Last night I made the mistake of saying to B that I wondered if he was only staying married to me for “the sake of the kids.” I was the second time I have asked and in further contemplation I realized I didn’t truly want to know the answer. (Why I ask these difficult questions is a thought for another day!)
The first time I asked that very painful question was about a week into the “maybe” D.I.V.O.R.C.E. when B and I were talking about how difficult a separation would be for our particular set of kids. As we walked he said under his breath, “Well, maybe we will just stay together for the sake of the kids.” That answer has been bothering me ever since.
“Wait a minute,” I replied at the time. “I’m not staying in this marriage if it is only for the sake of the kids. I want and I deserve more. Our kids deserve more too. If that is the only reason you are here then we do not belong together and we had better wrap this thing up right now because I will not live in a lifeless/loveless marriage. I am too selfish.”
Unfortunately,I think parents often feel like they are doing their children a favor by waiting until their kids are grown and off on their own before they begin the process of divorce. But children sense when something is wrong and can pick up signals that they misinterpret leading to self blame or problems in their own future relationships.
Staying together “for the sake of the kids” also creates guilt for young adult children when it occurs to them that their parents sacrificed their own happiness for them in the form of trying to be the “ideal intact” family. No one wants to feel beholden to their parents in this way.
Another problem with staying together “for the sake of the kids” is that as parents we model what a marriage is suppose to look like for our children. If there is animosity, fighting or belittling a partner our kids tend to find themselves in the same sort of relationships later on down the line. And is that what we really want for their future?
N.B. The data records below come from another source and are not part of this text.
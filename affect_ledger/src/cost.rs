// SPDX-License-Identifier: MIT OR Apache-2.0
//! Storage cost and compression efficiency accounting.
//!
//! Everything here is a pure function of byte counts, timings and the
//! configured constants.

use serde::{Deserialize, Serialize};

use crate::config::SessionConfig;

/// Ceiling on the speed component of the efficiency score.
pub const MAX_SPEED_POINTS: f32 = 20.0;

/// Summary of one sealed session.
#[derive(Debug, Clone, Copy, PartialEq, Serialize, Deserialize)]
pub struct EfficiencyReport {
    pub original_bytes: u64,
    pub compressed_bytes: u64,
    pub ratio: f32,
    pub estimated_cost: f64,
    pub encode_duration_ms: u32,
    pub efficiency_score: f32,
}

impl EfficiencyReport {
    /// Bytes saved by compression; zero if the blob grew.
    pub fn bytes_saved(&self) -> u64 {
        self.original_bytes.saturating_sub(self.compressed_bytes)
    }
}

/// `original / compressed`, or `0.0` when nothing was written.
#[allow(clippy::cast_precision_loss)]
pub fn ratio(original_bytes: u64, compressed_bytes: u64) -> f32 {
    if compressed_bytes == 0 {
        0.0
    } else {
        (original_bytes as f64 / compressed_bytes as f64) as f32
    }
}

#[allow(clippy::cast_precision_loss)]
pub fn estimate_cost(size_bytes: u64, retention_periods: u32, cost_per_byte_period: f64) -> f64 {
    size_bytes as f64 * f64::from(retention_periods) * cost_per_byte_period
}

/// Weighted blend of compression ratio and encode speed.
///
/// The speed term is `(1 - ratio_weight) * 1000 / duration_ms`, capped at
/// [`MAX_SPEED_POINTS`]; durations under a millisecond count as one.
#[allow(clippy::cast_precision_loss)]
pub fn efficiency_score(
    original_bytes: u64,
    compressed_bytes: u64,
    duration_ms: u32,
    ratio_weight: f32,
) -> f32 {
    let ratio_points = ratio_weight * ratio(original_bytes, compressed_bytes);
    let speed_points = ((1.0 - ratio_weight) * 1000.0 / duration_ms.max(1) as f32).min(MAX_SPEED_POINTS);
    ratio_points + speed_points
}

/// Cost constants taken from a [`SessionConfig`].
#[derive(Debug, Clone, Copy, PartialEq, Serialize, Deserialize)]
pub struct CostModel {
    pub cost_per_byte_period: f64,
    pub retention_periods: u32,
    pub ratio_weight: f32,
}

impl CostModel {
    pub fn new(cost_per_byte_period: f64, retention_periods: u32, ratio_weight: f32) -> Self {
        Self {
            cost_per_byte_period,
            retention_periods,
            ratio_weight,
        }
    }

    pub fn from_config(config: &SessionConfig) -> Self {
        Self::new(
            config.cost_per_byte_period,
            config.retention_periods,
            config.ratio_weight,
        )
    }

    pub fn estimate(&self, size_bytes: u64) -> f64 {
        estimate_cost(size_bytes, self.retention_periods, self.cost_per_byte_period)
    }

    pub fn report(
        &self,
        original_bytes: u64,
        compressed_bytes: u64,
        encode_duration_ms: u32,
    ) -> EfficiencyReport {
        EfficiencyReport {
            original_bytes,
            compressed_bytes,
            ratio: ratio(original_bytes, compressed_bytes),
            estimated_cost: self.estimate(compressed_bytes),
            encode_duration_ms,
            efficiency_score: efficiency_score(
                original_bytes,
                compressed_bytes,
                encode_duration_ms,
                self.ratio_weight,
            ),
        }
    }
}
I would like to think that if B and I remain together it will be because we have once again made our marriage the number one priority in our lives and that it will not be for “the sake of the children.” Because frankly intact is not better especially if truth, admiration, respect and love is missing in the equation. Especially truth.
Last week after intense questioning about why we were seeing a counselor, I told the kids that mom and dad were going to see a therapist because we had been married a long time and that we had forgotten how to communicate with each other so we were having the therapist teach us a better way of talking to one another. I also told them that we were going on date night because when you have been married as long as we have sometimes you forget how to have fun together and we loved each other enough that we wanted to spend time together having fun. And that is the truth and it is what needs to be told.
Several hours later after being told he needed to ponder the answer to my question, B came to me and said, “I have been thinking about it and on a scale of 1 to 10 with 10 staying together ONLY for the sake of the children, I would have to say I am at a 2.5”
And with that I breathed a sigh of relief because it tells me that neither of us are staying together for just the sake of the children but instead for the sake of a relationship that we both care enough to work together to fix…219 days to fix this!